Thursday, September 27, 2012

Video

Sorry people...I accidentally put private on the video on the last blog post...now it is public and you can see that cute little boy!! Thanks for the comments and letting me know!!! ;)

Monday, September 24, 2012

I LOVE this kid!!!

Some days are SO much better then others...and what makes ALL the difference is THIS smile!!
 
and this one...
 
and this one...

 
and this one...

 
and especially these two together!!
 
Grammy and Poppy have this magic swing that Dakota loves. It gets not just a smile, but a laugh EVERY time!!


 Today was one of Dakota's HAPPY days.
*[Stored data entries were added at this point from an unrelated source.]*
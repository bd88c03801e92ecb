// region:    --- Imports
use std::future::IntoFuture;
use std::sync::Arc;
use tokio::net::TcpListener;
use tower_http::cors::{Any, CorsLayer};
use tracing::{error, info};
use uptown_gallery::config::Config;
use uptown_gallery::database::DatabaseManager;
use uptown_gallery::event_store::{EventPublisher, KafkaEventPublisher};
use uptown_gallery::handlers::{app_router, AppState};
use uptown_gallery::message_broker::KafkaManager;
use uptown_gallery::notification::{LogNotifier, NotificationConsumer};
use uptown_gallery::scheduler::AuctionScheduler;
// endregion: --- Imports

// region:    --- Main
#[tokio::main]
async fn main() -> Result<(), Box<dyn std::error::Error>> {
    tracing_subscriber::fmt()
        .with_env_filter(tracing_subscriber::EnvFilter::from_default_env())
        .without_time()
        .with_target(false)
        .init();

    let config = Arc::new(Config::from_env()?);

    let db_manager = Arc::new(DatabaseManager::connect(&config).await?);
    if let Err(e) = db_manager.initialize_database(config.reset_database).await {
        error!("{:<12} --> Database initialization failed: {:?}", "Main", e);
        return Err(e.into());
    }
    info!("{:<12} --> Database initialized", "Main");

    let kafka_manager = KafkaManager::new(&config)?;
    if let Err(e) = kafka_manager.initialize().await {
        error!("{:<12} --> Kafka initialization failed: {:?}", "Main", e);
        return Err(e.into());
    }
    kafka_manager
        .create_topic(&config.events_topic, 5, 1)
        .await?;
    info!("{:<12} --> Kafka initialized", "Main");

    let publisher: Arc<dyn EventPublisher> = Arc::new(KafkaEventPublisher::new(
        kafka_manager.get_producer(),
        config.events_topic.clone(),
    ));

    // notifications are sent from the published event stream
    let notification_consumer = NotificationConsumer::new(
        kafka_manager.get_consumer(),
        Arc::new(LogNotifier),
        config.events_topic.clone(),
        config.notify_from.clone(),
    );
    tokio::spawn(async move {
        notification_consumer.start().await;
    });

    let scheduler = AuctionScheduler::new(
        Arc::clone(&db_manager),
        Arc::clone(&publisher),
        config.sweep_interval,
    );
    let sweep_task = scheduler.start();

    let cors = CorsLayer::new()
        .allow_origin(Any)
        .allow_methods(Any)
        .allow_headers(Any);

    let routes_all = app_router(AppState {
        db_manager,
        publisher,
        config: Arc::clone(&config),
    })
    .layer(cors);

    let listener = TcpListener::bind(&config.bind_addr).await?;
    info!(
        "{:<12} --> Web Server: Listening on {}",
        "Main",
        listener.local_addr()?
    );

    // stop when either the server or the closure sweep exits
    tokio::select! {
        res = axum::serve(listener, routes_all.into_make_service()).into_future() => {
            if let Err(err) = res {
                error!("{:<12} --> Server error: {}", "Main", err);
            }
            Ok(())
        }
        res = sweep_task => {
            error!("{:<12} --> Closure sweep task stopped: {:?}", "Main", res);
            Err("closure sweep task stopped".into())
        }
    }
}
// endregion: --- Main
One where the smiles and laughs just came without much effort. These days are like GOLD to Zach and I because they don't come super often and it brings a whole different spirit, feeling, vibe, EVERYTHING to our house! I didn't even want to put him to bed tonight because I didn't want this day to end. I hope and pray that tomorrow will be the same but honestly I don't EVER know what the next day holds...it could be tears for the three of us or it could be AMAZING! I always hope and pray for the smiles....that is what most of my prayers for Dakota consist of these days. Of course I still pray that he will get stronger, more coordinated, able to communicate, swallow and breathe better, be himself again, but I NEVER forget to pray for his smiles and for him to be HAPPY!! If that's ALL I ever got back was just his smiles every day...I would die a happy lady!
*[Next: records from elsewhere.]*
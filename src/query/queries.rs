/// Most recently submitted approved artworks for the landing page
pub const GET_RECENT_ARTWORKS: &str = r#"
    SELECT * FROM artworks
    WHERE approval_status = 'approved'
    ORDER BY create_date DESC, id DESC
    LIMIT 10
"#;

/// Approved artworks with an active auction; $1 category and $2 title search are optional
pub const LIST_ACTIVE_ARTWORKS: &str = r#"
    SELECT w.*, a.id AS recent_auction_id
    FROM artworks w
    JOIN auctions a ON a.artwork_id = w.id
    WHERE w.approval_status = 'approved'
      AND a.status = 'active'
      AND ($1::TEXT IS NULL OR w.category = $1)
      AND ($2::TEXT IS NULL OR w.title ILIKE '%' || $2 || '%')
    ORDER BY w.create_date DESC, w.id DESC
    LIMIT $3 OFFSET $4
"#;

pub const COUNT_ACTIVE_ARTWORKS: &str = r#"
    SELECT COUNT(*)
    FROM artworks w
    JOIN auctions a ON a.artwork_id = w.id
    WHERE w.approval_status = 'approved'
      AND a.status = 'active'
      AND ($1::TEXT IS NULL OR w.category = $1)
      AND ($2::TEXT IS NULL OR w.title ILIKE '%' || $2 || '%')
"#;

pub const GET_PENDING_ARTWORKS: &str = r#"
    SELECT * FROM artworks
    WHERE artist_id = $1 AND approval_status = 'pending'
    ORDER BY create_date DESC, id DESC
    LIMIT $2 OFFSET $3
"#;

pub const COUNT_PENDING_ARTWORKS: &str =
    "SELECT COUNT(*) FROM artworks WHERE artist_id = $1 AND approval_status = 'pending'";

pub const GET_ARTWORK: &str = "SELECT * FROM artworks WHERE id = $1";

pub const GET_AUCTION: &str = "SELECT * FROM auctions WHERE id = $1";

pub const GET_AUCTION_FOR_ARTWORK: &str =
    "SELECT * FROM auctions WHERE id = $1 AND artwork_id = $2";

/// Highest bid and number of bids on an auction
pub const GET_BID_STATS: &str =
    "SELECT MAX(amount) AS highest_bid, COUNT(*) AS bid_count FROM bids WHERE auction_id = $1";

pub const GET_HIGHEST_BID: &str = "SELECT MAX(amount) FROM bids WHERE auction_id = $1";

/// Bid history, highest bid first
pub const GET_BID_HISTORY: &str = r#"
    SELECT * FROM bids
    WHERE auction_id = $1
    ORDER BY amount DESC, bid_time ASC
"#;

pub const GET_PROFILE: &str = "SELECT * FROM user_profiles WHERE id = $1";

/// The caller's highest bid on an approved artwork
pub const GET_WINNING_BID_AMOUNT: &str = r#"
    SELECT MAX(b.amount)
    FROM bids b
    JOIN auctions a ON a.id = b.auction_id
    JOIN artworks w ON w.id = a.artwork_id
    WHERE b.bidder_id = $1 AND w.approval_status = 'approved'
"#;

pub const GET_BIDDING_ACTIVITY: &str = r#"
    SELECT b.*, w.id AS artwork_id, w.title
    FROM bids b
    JOIN auctions a ON a.id = b.auction_id
    JOIN artworks w ON w.id = a.artwork_id
    WHERE b.bidder_id = $1
    ORDER BY b.bid_time DESC
"#;

pub const GET_ARTIST_ARTWORKS: &str =
    "SELECT * FROM artworks WHERE artist_id = $1 ORDER BY create_date DESC, id DESC";

/// The artist's auctions in status $2, priced at the highest bid or the reserve
pub const GET_ARTIST_AUCTIONS: &str = r#"
    SELECT a.*, w.title,
           COALESCE((SELECT MAX(b.amount) FROM bids b WHERE b.auction_id = a.id), a.reserve_price) AS price
    FROM auctions a
    JOIN artworks w ON w.id = a.artwork_id
    WHERE w.artist_id = $1 AND a.status = $2
    ORDER BY a.end_date DESC
"#;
Dakota and his birthday present he loved from his cousins Andrew and Evan!

Even his nurse for school said today was one of his most happy days at school. She said that he smiles more this year in a day then he did the whole year last year. She also says he cries more then last year too so maybe he is just beginning to be more expressive with what he likes and dislikes. Not sure, but he is making some friends and that makes me VERY happy. Today there was a train of boys that LOVED to follow him around in the wagon.
(SO grateful for his awesome nurses that capture these moments for me...does my heart good!)

In each class there is a "typical" developing kid (basically means they don't have any special needs, they are just a perfectly healthy developing child) to be a model for the other kids. Today the nurse said that this particular boy told her, "I like Dakota. I want to do everything with him." Dakota probably doesn't even realize it but I LOVED to hear that. So happy that he is making friends and that he is loved by SO many!!!
Hangin with his friend Gia that came with her grandma to help us with therapy...taking a short break before more work begins. TOO cute!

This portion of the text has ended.